An investigation into the impact of HIV on population dynamics in Africa
Data from eighteen sites in Africa are used to identify new mortality patterns for Africa; two of which may result from excess mortality caused by HIV/AIDS. To examine the underlying population processes that produce those patterns, and to understand how HIV/AIDS affects a population as a whole, an individual-level, stochastic, computer simulation of an African population infected with HIV is constructed to study the dynamics of an HIV epidemic in Africa. The simulator is tested and demonstrated by constructing uninfected, untreated-infected, and treated-infected virtual populations. The fundamental demographic parameters used to run the model are calculated from 40 year's worth of demographic data collected from the Gwembe Tonga of Southern Zambia. Data on nuptiality, fertility and mortality are used to simulate the population dynamics of a rapidly growing polygynous population.
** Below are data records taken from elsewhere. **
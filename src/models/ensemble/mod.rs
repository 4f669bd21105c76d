//! Ensemble forecasting methods.
//!
//! Combines multiple forecasting models for improved accuracy.

mod model;

pub use model::{CombinationMethod, Ensemble};
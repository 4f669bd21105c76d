//! Utility functions for forecasting models.

pub mod estimates;
pub mod metrics;
pub mod ols;
pub mod optimization;
pub mod stats;

pub use estimates::ParameterEstimate;
pub use metrics::FitStatistics;
pub use ols::{ols_fit, OLSResult};
pub use optimization::{nelder_mead, NelderMeadConfig, NelderMeadResult};
pub use stats::quantile_normal;
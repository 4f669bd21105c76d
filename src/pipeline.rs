//! The automatic forecasting run: load, then per group diagnose, select
//! and forecast on a rayon pool, then collect.

use crate::collect::{GroupResult, LogEntry, Note, ResultCollector, ResultTables, RunResults};
use crate::config::ForecastConfig;
use crate::core::TimeSeries;
use crate::diagnose::ModelDiagnoser;
use crate::engine::{ForecastEngine, GroupForecast};
use crate::error::{ForecastError, Result};
use crate::models::ModelFamily;
use crate::select::ModelSelector;
use crate::store::{SeriesFrame, SeriesStore};
use rayon::prelude::*;
use rayon::ThreadPoolBuilder;
use std::sync::atomic::{AtomicBool, Ordering};
use tracing::{debug, info, warn};

/// Tables of a run, with the error that stopped it when `error_stop` is
/// set.
#[derive(Debug, Clone)]
pub struct RunOutcome {
    pub tables: ResultTables,
    /// First unrecoverable group error in group order.
    pub fatal: Option<ForecastError>,
}

impl RunOutcome {
    /// The tables, or the fatal error when the run stopped.
    pub fn into_result(self) -> Result<ResultTables> {
        match self.fatal {
            Some(err) => Err(err),
            None => Ok(self.tables),
        }
    }
}

/// Automatic forecasting over every group of a frame.
///
/// # Example
/// ```
/// use anofox_autoforecast::prelude::*;
/// use chrono::{TimeZone, Utc};
///
/// let dates = (1990..=2000)
///     .map(|y| Utc.with_ymd_and_hms(y, 1, 1, 0, 0, 0).unwrap())
///     .collect();
/// let frame = SeriesFrame::new()
///     .with_time_column("date", dates)
///     .unwrap()
///     .with_column("revenues", vec![4.0, 5.0, 7.0, 6.0, 8.0, 9.0, 5.0, 2.0, 3.5, 5.5, 6.5])
///     .unwrap();
///
/// let config = ForecastConfig::new(
///     TimeAxis::new("date", Interval::Year),
///     VariableSpec::new("revenues"),
/// )
/// .with_horizon(12);
/// let tables = AutoForecast::new(config).unwrap().run(&frame).unwrap().into_result().unwrap();
/// assert_eq!(tables.outfor.iter().filter(|r| r.is_future()).count(), 12);
/// ```
#[derive(Debug, Clone)]
pub struct AutoForecast {
    config: ForecastConfig,
    diagnoser: ModelDiagnoser,
    selector: ModelSelector,
    engine: ForecastEngine,
}

impl AutoForecast {
    /// Validate the configuration and build the stages.
    pub fn new(config: ForecastConfig) -> Result<Self> {
        config.validate()?;
        let diagnoser = ModelDiagnoser::new(config.diagnose.clone())?;
        let selector = ModelSelector::new(config.select)
            .with_min_observations(config.diagnose.constraints.min_obs_non_mean);
        let engine = ForecastEngine::new(config.forecast)?;
        Ok(Self {
            config,
            diagnoser,
            selector,
            engine,
        })
    }

    pub fn config(&self) -> &ForecastConfig {
        &self.config
    }

    /// Forecast every group of `frame`.
    ///
    /// Only configuration and load problems fail the call. Group errors are
    /// logged; with `error_stop` the first one also stops the groups not yet
    /// started and is returned in [`RunOutcome::fatal`].
    pub fn run(&self, frame: &SeriesFrame) -> Result<RunOutcome> {
        let config = &self.config;
        let store = SeriesStore::load(
            frame,
            &config.time_axis,
            &config.variables,
            config.forecast.horizon,
        )?;
        info!(
            groups = store.groups().len(),
            horizon = config.forecast.horizon,
            error_stop = config.error_stop,
            "forecast run started"
        );

        let mut log = Vec::new();
        let (outputs, downgrades) = config.outputs.validate(store.has_events(), store.has_inputs());
        for note in downgrades {
            warn!(detail = %note.message, "optional table dropped");
            log.push(LogEntry::run(note));
        }
        log.extend(
            store
                .warnings()
                .iter()
                .filter(|w| store.series_for(&w.key).is_none())
                .map(|w| LogEntry::group(&w.key, Note::warning(w.message.clone()))),
        );

        let abort = AtomicBool::new(false);
        let process = || -> Vec<(GroupResult, Option<ForecastError>)> {
            store
                .groups()
                .par_iter()
                .filter_map(|key| store.series_for(key))
                .map(|series| self.process_group(&store, series, &abort))
                .collect()
        };
        let processed = match config.threads {
            Some(threads) => ThreadPoolBuilder::new()
                .num_threads(threads)
                .build()
                .map_err(|e| ForecastError::Configuration(format!("thread pool: {e}")))?
                .install(process),
            None => process(),
        };

        let (groups, fatal) = gather(processed, config.error_stop, &mut log);
        let run = RunResults {
            groups,
            log,
            events: store.events().to_vec(),
            graph: config.selection_graph(),
            stopped: fatal.is_some(),
        };
        let tables = ResultCollector::new(outputs).collect(run);
        info!(
            records = tables.outfor.len(),
            errors = tables.errors().count(),
            stopped = fatal.is_some(),
            "forecast run finished"
        );
        Ok(RunOutcome { tables, fatal })
    }

    /// Diagnose, select and forecast one group. The error is returned when
    /// no forecast could be produced.
    fn process_group(
        &self,
        store: &SeriesStore,
        series: &TimeSeries,
        abort: &AtomicBool,
    ) -> (GroupResult, Option<ForecastError>) {
        let key = series.key();
        let warnings = store
            .warnings()
            .iter()
            .filter(|w| &w.key == key)
            .map(|w| LogEntry::group(key, Note::warning(w.message.clone())))
            .collect();
        let mut result = GroupResult::new(series.clone(), warnings);

        if self.config.error_stop && abort.load(Ordering::SeqCst) {
            debug!(group = %key, "skipped after stop");
            result.log.push(LogEntry::group(
                key,
                Note::warning("group not processed because the run stopped"),
            ));
            return (result, None);
        }

        match self.forecast_group(series, &mut result) {
            Ok(forecast) => {
                accept_forecast(&mut result, forecast);
                (result, None)
            }
            Err(err) => {
                warn!(group = %key, error = %err, "no forecast produced");
                result.log.push(LogEntry::group(key, Note::error(&err)));
                if self.config.error_stop {
                    abort.store(true, Ordering::SeqCst);
                }
                let (model, family) = self.failed_model(&result);
                match self.engine.failed(series, model, family) {
                    Ok(flagged) => result.forecast = Some(flagged),
                    Err(e) => result.log.push(LogEntry::group(key, Note::error(&e))),
                }
                (result, Some(err))
            }
        }
    }

    fn forecast_group(&self, series: &TimeSeries, result: &mut GroupResult) -> Result<GroupForecast> {
        let key = series.key();
        let diagnosis = self.diagnoser.diagnose(series)?;
        result
            .log
            .extend(diagnosis.notes.into_iter().map(|n| LogEntry::group(key, n)));
        result.candidates = diagnosis.candidates;

        let selection = self.selector.select(series, &result.candidates)?;
        result
            .log
            .extend(selection.notes.iter().cloned().map(|n| LogEntry::group(key, n)));
        let selected = selection
            .selected_candidate(&result.candidates)
            .cloned()
            .ok_or_else(|| ForecastError::InvalidParameter("no candidate selected".to_string()));
        result.selection = Some(selection);

        self.engine.forecast(series, &selected?)
    }

    /// Label and family reported for a group whose forecast failed.
    fn failed_model(&self, result: &GroupResult) -> (String, ModelFamily) {
        result
            .selection
            .as_ref()
            .and_then(|s| s.selected_candidate(&result.candidates))
            .map(|c| (c.label(), c.family))
            .unwrap_or_else(|| {
                let family = self
                    .config
                    .diagnose
                    .first_family()
                    .unwrap_or(ModelFamily::Esm);
                ("NONE".to_string(), family)
            })
    }
}

/// Attach a forecast to its group, logging any steps it had to flag.
fn accept_forecast(result: &mut GroupResult, forecast: GroupForecast) {
    if let Some(note) = forecast.step_note() {
        result.log.push(LogEntry::group(&forecast.key, note));
    }
    result.forecast = Some(forecast);
}

/// Split processed groups into results and the error that stops the run:
/// the first failed group in key order when `error_stop` is set.
fn gather(
    processed: Vec<(GroupResult, Option<ForecastError>)>,
    error_stop: bool,
    log: &mut Vec<LogEntry>,
) -> (Vec<GroupResult>, Option<ForecastError>) {
    let mut fatal = None;
    let mut groups = Vec::with_capacity(processed.len());
    for (result, error) in processed {
        if let Some(err) = error {
            if error_stop && fatal.is_none() {
                let stop = ForecastError::FatalRun {
                    group: result.key.to_string(),
                    reason: err.to_string(),
                };
                log.push(LogEntry::run(Note::error(&stop)));
                fatal = Some(stop);
            }
        }
        groups.push(result);
    }
    (groups, fatal)
}
//! Standard errors and significance of estimated model parameters.

use crate::utils::ols::invert_symmetric;
use crate::utils::stats::two_sided_p_value;
use serde::Serialize;

/// One row of a parameter estimates table.
#[derive(Debug, Clone, PartialEq, Serialize)]
pub struct ParameterEstimate {
    #[serde(rename = "_PARM_")]
    pub name: String,
    #[serde(rename = "_EST_")]
    pub estimate: f64,
    #[serde(rename = "_STDERR_")]
    pub std_err: f64,
    #[serde(rename = "_TVALUE_")]
    pub t_value: f64,
    #[serde(rename = "_PVALUE_")]
    pub p_value: f64,
}

impl ParameterEstimate {
    /// Estimate without an available standard error.
    pub fn point(name: impl Into<String>, estimate: f64) -> Self {
        Self::with_std_err(name, estimate, f64::NAN, 0)
    }

    /// Estimate with a standard error; t and p values follow from `df`.
    pub fn with_std_err(name: impl Into<String>, estimate: f64, std_err: f64, df: usize) -> Self {
        let t_value = if std_err.is_finite() && std_err > 0.0 {
            estimate / std_err
        } else {
            f64::NAN
        };
        Self {
            name: name.into(),
            estimate,
            std_err,
            t_value,
            p_value: two_sided_p_value(t_value, df),
        }
    }
}

fn step_size(x: f64) -> f64 {
    1e-5 * x.abs().max(1e-2)
}

/// Estimates for a least-squares fit, `cov = σ²·(JᵀJ)⁻¹`.
///
/// `residuals` maps a parameter vector to its residual vector; missing
/// residuals are ignored. The Jacobian is taken by central differences at
/// `theta`. Standard errors are `NaN` when `JᵀJ` is singular.
pub fn least_squares_estimates<F>(
    names: &[String],
    theta: &[f64],
    sigma2: f64,
    residuals: F,
) -> Vec<ParameterEstimate>
where
    F: Fn(&[f64]) -> Vec<f64>,
{
    let k = theta.len();
    let base = residuals(theta);
    let n = base.len();

    let mut jacobian = vec![vec![0.0; k]; n];
    for j in 0..k {
        let h = step_size(theta[j]);
        let mut up = theta.to_vec();
        let mut down = theta.to_vec();
        up[j] += h;
        down[j] -= h;
        let r_up = residuals(&up);
        let r_down = residuals(&down);
        for t in 0..n {
            let (a, b) = (r_up.get(t).copied(), r_down.get(t).copied());
            jacobian[t][j] = match (a, b) {
                (Some(a), Some(b)) => (a - b) / (2.0 * h),
                _ => f64::NAN,
            };
        }
    }

    let rows: Vec<&Vec<f64>> = jacobian
        .iter()
        .zip(&base)
        .filter(|(row, r)| r.is_finite() && row.iter().all(|v| v.is_finite()))
        .map(|(row, _)| row)
        .collect();

    let mut jtj = vec![vec![0.0; k]; k];
    for row in &rows {
        for a in 0..k {
            for b in 0..k {
                jtj[a][b] += row[a] * row[b];
            }
        }
    }

    let df = rows.len().saturating_sub(k);
    let covariance = invert_symmetric(&jtj);
    build(names, theta, df, |j| {
        covariance
            .as_ref()
            .map_or(f64::NAN, |c| (sigma2 * c[j][j]).max(0.0).sqrt())
    })
}

/// Estimates for a maximum likelihood fit, `cov = H⁻¹` of the negative
/// log-likelihood `neg_loglik` at `theta`.
pub fn likelihood_estimates<F>(
    names: &[String],
    theta: &[f64],
    nobs: usize,
    neg_loglik: F,
) -> Vec<ParameterEstimate>
where
    F: Fn(&[f64]) -> f64,
{
    let k = theta.len();
    let f0 = neg_loglik(theta);
    let mut hessian = vec![vec![0.0; k]; k];

    for i in 0..k {
        let hi = step_size(theta[i]);
        for j in i..k {
            let hj = step_size(theta[j]);
            let value = if i == j {
                let mut up = theta.to_vec();
                let mut down = theta.to_vec();
                up[i] += hi;
                down[i] -= hi;
                (neg_loglik(&up) - 2.0 * f0 + neg_loglik(&down)) / (hi * hi)
            } else {
                let eval = |si: f64, sj: f64| {
                    let mut x = theta.to_vec();
                    x[i] += si * hi;
                    x[j] += sj * hj;
                    neg_loglik(&x)
                };
                (eval(1.0, 1.0) - eval(1.0, -1.0) - eval(-1.0, 1.0) + eval(-1.0, -1.0))
                    / (4.0 * hi * hj)
            };
            hessian[i][j] = value;
            hessian[j][i] = value;
        }
    }

    let finite = hessian.iter().flatten().all(|v| v.is_finite());
    let covariance = if finite {
        invert_symmetric(&hessian)
    } else {
        None
    };
    build(names, theta, nobs.saturating_sub(k), |j| {
        covariance
            .as_ref()
            .map_or(f64::NAN, |c| c[j][j].max(0.0).sqrt())
    })
}

fn build<S>(names: &[String], theta: &[f64], df: usize, std_err: S) -> Vec<ParameterEstimate>
where
    S: Fn(usize) -> f64,
{
    names
        .iter()
        .zip(theta)
        .enumerate()
        .map(|(j, (name, &est))| ParameterEstimate::with_std_err(name.clone(), est, std_err(j), df))
        .collect()
}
Added to that is a fully parametric HIV module that governs the transmission and progression of HIV/AIDS within individuals in the population. Complementing the design and implementation of the computer simulation of a population with HIV, this work also discusses the theoretical basis for an information management system designed to manage the collection, manipulation and retrieval of longitudinal data—the Structured Population Event History Register (SPEHR).
Clark, Samuel Joseph, "An investigation into the impact of HIV on population dynamics in Africa" (2001). Dissertations available from ProQuest. AAI3031652.